Les reptiles ont longtemps été considérés dénués d’intelligence, mais une nouvelle étude publiée dans la revue Biology Letters révèle que l’anole portoricain, une espèce de lézard, a un niveau d’intelligence similaire à celui des oiseaux. En utilisant des tests cognitifs qui avaient été préalablement réalisés sur des oiseaux, les chercheurs de l’université de Duke en Caroline du Nord ont découvert que ces lézards étaient capables de résoudre un problème qu’ils n’avaient jamais rencontré auparavant, de se souvenir de la solution dans les essais ultérieurs, et même de changer de techniques quand on leur présente de nouveaux défis. En fait, les petits anoles ont résolu le test après moins de tentatives que les oiseaux. Etant donné la réputation d’être longs à la détente qu’ont les reptiles, l’auteur de cette publication, Manuel Leal, a déclaré que les résultats étaient « totalement inattendus ».
Les anoles portoricains, Anolis evermanni, ont été testés à l’aide d’un dispositif de recherche de nourriture généralement utilisé sur les oiseaux. Les lézards ont montré qu’ils pouvaient résoudre un problème inédit, se souvenir des solutions et “désapprendre” les stratégies incorrectes. Photographie de Manuel Leal, Université de Duke |
Pour le test, les anoles portoricains (Anolis evermanni) ont été placés sur une structure comprenant deux orifices, l’un contenant un ver appétissant mais recouvert d’une capsule, tandis que l’autre était vide. Pour atteindre la récompense – le ver – les anoles devaient pousser ou mordre la capsule afin de la déplacer. En moyenne, les lézards ont résolu ce problème après trois tentatives de moins que les oiseaux.
« Ils ont glissé leur museau sous le morceau de plastique et l’ont rapidement déplacé, » a déclaré M. Leal lors d’une conférence de presse. « Ils ne font pas ça dans la nature. »
On a donné une seule chance par jour aux lézards, alors qu’on en avait donné plusieurs par jour aux oiseaux. Si le lézard ne réussissait pas, il devait attendre 24 heures avant d’avoir une nouvelle opportunité de trouver la nourriture.
Les chercheurs ont ensuite posé deux capsules – une brillante et une terne – sur les orifices, et les lézards ont rapidement appris à associer la capsule brillante au ver, et ignoré la capsule terne. Suite à cela, les chercheurs ont essayé de piéger les lézards : ils ont déplacé le ver, et l’ont caché sous la capsule terne. Cela s’est révélé plus difficile. Mais après plusieurs essais, deux des quatre lézards ont commencé à déplacer capsule terne au lieu de la brillante.
“ Nous les avons appelés Platon et Socrate”, a indiqué M. Leal.

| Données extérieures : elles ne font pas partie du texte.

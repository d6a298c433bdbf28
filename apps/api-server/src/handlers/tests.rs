//! Handler tests over an in-memory repository set.

use std::collections::HashMap;
use std::sync::{Arc, Mutex};

use actix_web::http::{StatusCode, header};
use actix_web::{App, test, web};
use async_trait::async_trait;
use chrono::{TimeDelta, Utc};
use uuid::Uuid;

use weblog_core::domain::{Category, Comment, CommentView, Location, Post, PostView, User};
use weblog_core::error::RepoError;
use weblog_core::ports::{
    BaseRepository, CategoryRepository, CommentRepository, LocationRepository, PasswordService,
    PostRepository, TokenService, UserRepository,
};
use weblog_core::query::{Audience, PageRequest, PostFilter};
use weblog_infra::auth::{Argon2PasswordService, JwtConfig, JwtTokenService};
use weblog_shared::Paginated;
use weblog_shared::dto::{PostResponse, ProfileFeedResponse};

use crate::state::AppState;

#[derive(Default)]
struct Db {
    users: HashMap<Uuid, User>,
    categories: HashMap<Uuid, Category>,
    locations: HashMap<Uuid, Location>,
    posts: HashMap<Uuid, Post>,
    comments: HashMap<Uuid, Comment>,
}

/// Every repository port backed by one shared in-memory table set.
struct MemRepos {
    inner: Mutex<Db>,
}

impl MemRepos {
    fn new(db: Db) -> Arc<Self> {
        Arc::new(Self {
            inner: Mutex::new(db),
        })
    }
}

fn view(db: &Db, post: &Post) -> PostView {
    let author = &db.users[&post.author_id];
    let category = &db.categories[&post.category_id];
    let location = post.location_id.and_then(|id| db.locations.get(&id));
    let comment_count = db
        .comments
        .values()
        .filter(|c| c.post_id == post.id)
        .count() as i64;

    PostView {
        id: post.id,
        title: post.title.clone(),
        text: post.text.clone(),
        author_id: post.author_id,
        author_username: author.username.clone(),
        category_id: category.id,
        category_title: category.title.clone(),
        category_slug: category.slug.clone(),
        category_is_published: category.is_published,
        location_name: location.map(|l| l.name.clone()),
        pub_date: post.pub_date,
        is_published: post.is_published,
        comment_count,
        created_at: post.created_at,
    }
}

fn matches(db: &Db, post: &Post, filter: &PostFilter) -> bool {
    if let Audience::Public { now } = filter.audience {
        let category_published = db
            .categories
            .get(&post.category_id)
            .is_some_and(|c| c.is_published);
        if !(post.is_published && category_published && post.pub_date <= now) {
            return false;
        }
    }
    if let Some(category_id) = filter.category_id {
        if post.category_id != category_id {
            return false;
        }
    }
    if let Some(author_id) = filter.author_id {
        if post.author_id != author_id {
            return false;
        }
    }
    true
}

macro_rules! mem_base_repository {
    ($domain:ty, $table:ident) => {
        #[async_trait]
        impl BaseRepository<$domain, Uuid> for MemRepos {
            async fn find_by_id(&self, id: Uuid) -> Result<Option<$domain>, RepoError> {
                Ok(self.inner.lock().unwrap().$table.get(&id).cloned())
            }

            async fn save(&self, entity: $domain) -> Result<$domain, RepoError> {
                self.inner
                    .lock()
                    .unwrap()
                    .$table
                    .insert(entity.id, entity.clone());
                Ok(entity)
            }

            async fn delete(&self, id: Uuid) -> Result<(), RepoError> {
                self.inner
                    .lock()
                    .unwrap()
                    .$table
                    .remove(&id)
                    .map(|_| ())
                    .ok_or(RepoError::NotFound)
            }
        }
    };
}

mem_base_repository!(User, users);
mem_base_repository!(Category, categories);
mem_base_repository!(Location, locations);
mem_base_repository!(Post, posts);
mem_base_repository!(Comment, comments);

#[async_trait]
impl UserRepository for MemRepos {
    async fn find_by_username(&self, username: &str) -> Result<Option<User>, RepoError> {
        Ok(self
            .inner
            .lock()
            .unwrap()
            .users
            .values()
            .find(|u| u.username == username)
            .cloned())
    }

    async fn find_by_email(&self, email: &str) -> Result<Option<User>, RepoError> {
        Ok(self
            .inner
            .lock()
            .unwrap()
            .users
            .values()
            .find(|u| u.email == email)
            .cloned())
    }
}

#[async_trait]
impl CategoryRepository for MemRepos {
    async fn find_by_slug(&self, slug: &str) -> Result<Option<Category>, RepoError> {
        Ok(self
            .inner
            .lock()
            .unwrap()
            .categories
            .values()
            .find(|c| c.slug == slug)
            .cloned())
    }
}

#[async_trait]
impl LocationRepository for MemRepos {}

#[async_trait]
impl PostRepository for MemRepos {
    async fn find_view_by_id(&self, id: Uuid) -> Result<Option<PostView>, RepoError> {
        let db = self.inner.lock().unwrap();
        Ok(db.posts.get(&id).map(|post| view(&db, post)))
    }

    async fn list(
        &self,
        filter: &PostFilter,
        page: &PageRequest,
    ) -> Result<Vec<PostView>, RepoError> {
        let db = self.inner.lock().unwrap();
        let mut posts: Vec<&Post> = db
            .posts
            .values()
            .filter(|post| matches(&db, post, filter))
            .collect();
        posts.sort_by(|a, b| b.pub_date.cmp(&a.pub_date));

        Ok(posts
            .into_iter()
            .skip(page.offset() as usize)
            .take(page.per_page as usize)
            .map(|post| view(&db, post))
            .collect())
    }

    async fn count(&self, filter: &PostFilter) -> Result<u64, RepoError> {
        let db = self.inner.lock().unwrap();
        Ok(db
            .posts
            .values()
            .filter(|post| matches(&db, post, filter))
            .count() as u64)
    }
}

#[async_trait]
impl CommentRepository for MemRepos {
    async fn find_by_post(&self, post_id: Uuid) -> Result<Vec<CommentView>, RepoError> {
        let db = self.inner.lock().unwrap();
        let mut comments: Vec<&Comment> = db
            .comments
            .values()
            .filter(|c| c.post_id == post_id)
            .collect();
        comments.sort_by_key(|c| c.created_at);

        Ok(comments
            .into_iter()
            .map(|c| CommentView {
                id: c.id,
                post_id: c.post_id,
                author_id: c.author_id,
                author_username: db.users[&c.author_id].username.clone(),
                text: c.text.clone(),
                created_at: c.created_at,
            })
            .collect())
    }
}

fn state_from(db: Db) -> AppState {
    let repos = MemRepos::new(db);
    AppState {
        users: repos.clone(),
        categories: repos.clone(),
        locations: repos.clone(),
        posts: repos.clone(),
        comments: repos,
    }
}

fn token_service() -> Arc<dyn TokenService> {
    Arc::new(JwtTokenService::new(JwtConfig {
        secret: "test-secret".to_string(),
        expiration_hours: 1,
        issuer: "test".to_string(),
    }))
}

fn bearer(tokens: &Arc<dyn TokenService>, user: &User) -> (header::HeaderName, String) {
    let token = tokens
        .generate_token(user.id, &user.username, user.is_superuser)
        .unwrap();
    (header::AUTHORIZATION, format!("Bearer {token}"))
}

fn seed_user(db: &mut Db, username: &str) -> User {
    let user = User::new(
        username.to_string(),
        format!("{username}@example.com"),
        "hash".to_string(),
    );
    db.users.insert(user.id, user.clone());
    user
}

fn seed_category(db: &mut Db, slug: &str, is_published: bool) -> Category {
    let mut category = Category::new(
        slug.to_string(),
        "A category".to_string(),
        slug.to_string(),
    );
    category.is_published = is_published;
    db.categories.insert(category.id, category.clone());
    category
}

fn seed_post(db: &mut Db, author: &User, category: &Category, is_published: bool) -> Post {
    let post = Post::new(
        author.id,
        "A post".to_string(),
        "Some text".to_string(),
        category.id,
        None,
        Utc::now() - TimeDelta::days(1),
        is_published,
    );
    db.posts.insert(post.id, post.clone());
    post
}

macro_rules! test_app {
    ($state:expr) => {
        test::init_service(
            App::new()
                .app_data(web::Data::new($state))
                .app_data(web::Data::new(token_service()))
                .app_data(web::Data::new(
                    Arc::new(Argon2PasswordService::new()) as Arc<dyn PasswordService>
                ))
                .configure(super::configure_routes),
        )
        .await
    };
}

#[actix_web::test]
async fn unpublished_category_feed_is_not_found() {
    let mut db = Db::default();
    let author = seed_user(&mut db, "alice");
    let category = seed_category(&mut db, "hidden", false);
    seed_post(&mut db, &author, &category, true);

    let app = test_app!(state_from(db));

    let resp = test::call_service(
        &app,
        test::TestRequest::get()
            .uri("/api/categories/hidden")
            .to_request(),
    )
    .await;

    assert_eq!(resp.status(), StatusCode::NOT_FOUND);
}

#[actix_web::test]
async fn draft_detail_is_hidden_from_strangers_but_not_its_author() {
    let mut db = Db::default();
    let author = seed_user(&mut db, "alice");
    let category = seed_category(&mut db, "travel", true);
    let draft = seed_post(&mut db, &author, &category, false);

    let app = test_app!(state_from(db));
    let tokens = token_service();
    let uri = format!("/api/posts/{}", draft.id);

    // Anonymous viewer: indistinguishable from a missing post.
    let resp =
        test::call_service(&app, test::TestRequest::get().uri(&uri).to_request()).await;
    assert_eq!(resp.status(), StatusCode::NOT_FOUND);

    // The author still reads their own draft.
    let resp = test::call_service(
        &app,
        test::TestRequest::get()
            .uri(&uri)
            .insert_header(bearer(&tokens, &author))
            .to_request(),
    )
    .await;
    assert_eq!(resp.status(), StatusCode::OK);
}

#[actix_web::test]
async fn comment_delete_by_non_author_redirects_and_keeps_comment() {
    let mut db = Db::default();
    let author = seed_user(&mut db, "alice");
    let stranger = seed_user(&mut db, "bob");
    let category = seed_category(&mut db, "travel", true);
    let post = seed_post(&mut db, &author, &category, true);
    let comment = Comment::new(post.id, author.id, "first!".to_string());
    db.comments.insert(comment.id, comment.clone());

    let state = state_from(db);
    let app = test_app!(state.clone());
    let tokens = token_service();

    let resp = test::call_service(
        &app,
        test::TestRequest::delete()
            .uri(&format!("/api/posts/{}/comments/{}", post.id, comment.id))
            .insert_header(bearer(&tokens, &stranger))
            .to_request(),
    )
    .await;

    // Silent redirect to the parent post, not an error.
    assert_eq!(resp.status(), StatusCode::SEE_OTHER);
    let location = resp
        .headers()
        .get(header::LOCATION)
        .and_then(|v| v.to_str().ok())
        .unwrap_or_default();
    assert_eq!(location, format!("/api/posts/{}", post.id));

    // The comment is untouched.
    let kept = state.comments.find_by_id(comment.id).await.unwrap();
    assert!(kept.is_some());
}

#[actix_web::test]
async fn superuser_may_delete_someone_elses_comment() {
    let mut db = Db::default();
    let author = seed_user(&mut db, "alice");
    let mut admin = seed_user(&mut db, "root");
    admin.is_superuser = true;
    db.users.insert(admin.id, admin.clone());
    let category = seed_category(&mut db, "travel", true);
    let post = seed_post(&mut db, &author, &category, true);
    let comment = Comment::new(post.id, author.id, "first!".to_string());
    db.comments.insert(comment.id, comment.clone());

    let state = state_from(db);
    let app = test_app!(state.clone());
    let tokens = token_service();

    let resp = test::call_service(
        &app,
        test::TestRequest::delete()
            .uri(&format!("/api/posts/{}/comments/{}", post.id, comment.id))
            .insert_header(bearer(&tokens, &admin))
            .to_request(),
    )
    .await;

    assert_eq!(resp.status(), StatusCode::NO_CONTENT);
    assert!(
        state
            .comments
            .find_by_id(comment.id)
            .await
            .unwrap()
            .is_none()
    );
}

#[actix_web::test]
async fn profile_feed_shows_drafts_only_to_the_owner() {
    let mut db = Db::default();
    let author = seed_user(&mut db, "alice");
    let category = seed_category(&mut db, "travel", true);
    seed_post(&mut db, &author, &category, true);
    seed_post(&mut db, &author, &category, false);

    let app = test_app!(state_from(db));
    let tokens = token_service();

    let anonymous: ProfileFeedResponse = test::call_and_read_body_json(
        &app,
        test::TestRequest::get()
            .uri("/api/profiles/alice")
            .to_request(),
    )
    .await;
    assert_eq!(anonymous.posts.total_items, 1);

    let owned: ProfileFeedResponse = test::call_and_read_body_json(
        &app,
        test::TestRequest::get()
            .uri("/api/profiles/alice")
            .insert_header(bearer(&tokens, &author))
            .to_request(),
    )
    .await;
    assert_eq!(owned.posts.total_items, 2);
}

#[actix_web::test]
async fn feed_orders_newest_pub_date_first() {
    let mut db = Db::default();
    let author = seed_user(&mut db, "alice");
    let category = seed_category(&mut db, "travel", true);
    let older = seed_post(&mut db, &author, &category, true);
    let mut newer = seed_post(&mut db, &author, &category, true);
    newer.pub_date = Utc::now() - TimeDelta::hours(1);
    db.posts.insert(newer.id, newer.clone());

    let app = test_app!(state_from(db));

    let page: Paginated<PostResponse> = test::call_and_read_body_json(
        &app,
        test::TestRequest::get().uri("/api/posts").to_request(),
    )
    .await;

    assert_eq!(page.total_items, 2);
    assert_eq!(page.items[0].id, newer.id);
    assert_eq!(page.items[1].id, older.id);
}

Une espèce apparentée d’anole, mais différente de celle utilisée pour la recherche. |
Alors que l’étude révèle des capacités cognitives inattendues chez ces lézards, un spécialiste de l’intelligence des oiseaux, Louis Lefebvre de l’Université québécoise McGill, précise que cette étude de signifie pas nécessairement que les lézards sont plus intelligents que les oiseaux, puisque les oiseaux possèdent un ratio corps-cerveau plus élevé que les reptiles. Cela signifierait plutôt que les anoles font partie des reptiles les plus intelligents.
« Nous savons que les oiseaux et les mammifères ont de plus gros cerveaux, et que parmi les espèces d’oiseaux et de mammifères, plus le cerveau est gros, plus leur chance d’adaptation à un nouvel environnement est importante » a déclaré M. Lefebvre lors d’une conférence de presse. « Il se pourrait que ce soit ces-mêmes espèces dotées d’un plus gros cerveau qui s’adaptent le mieux, si l’on transpose la situation aux lézards.»
Il a été démontré que les anoles réussissent particulièrement bien à survivre dans de nouveaux milieux naturels. Il existe plus de 400 espèces d’anoles, ce qui fait d’eux le plus genre le plus étendu au sein de la classe des reptiles.
Pour sa part, M. Leal envisage cette année d’effectuer des tests sur d’autres lézards et de comparer la taille de leur cerveau par rapport à celle de leur corps.
Depuis plusieurs décennies, les chercheurs ont découvert que les animaux sont bien plus intelligents que ce que la société ne veut bien leur concéder. Comme les grands chimpanzés, les corbeaux et les pieuvres ont montré qu’ils étaient capables d’utiliser des outils. Les abeilles peuvent compter. Les poules éprouvent de l’empathie pour leurs poussins. Les guêpes à papier peuvent reconnaître d’autres types de guêpes. Plus nous en apprenons sur l’intelligence animale, moins nous nous en distinguons.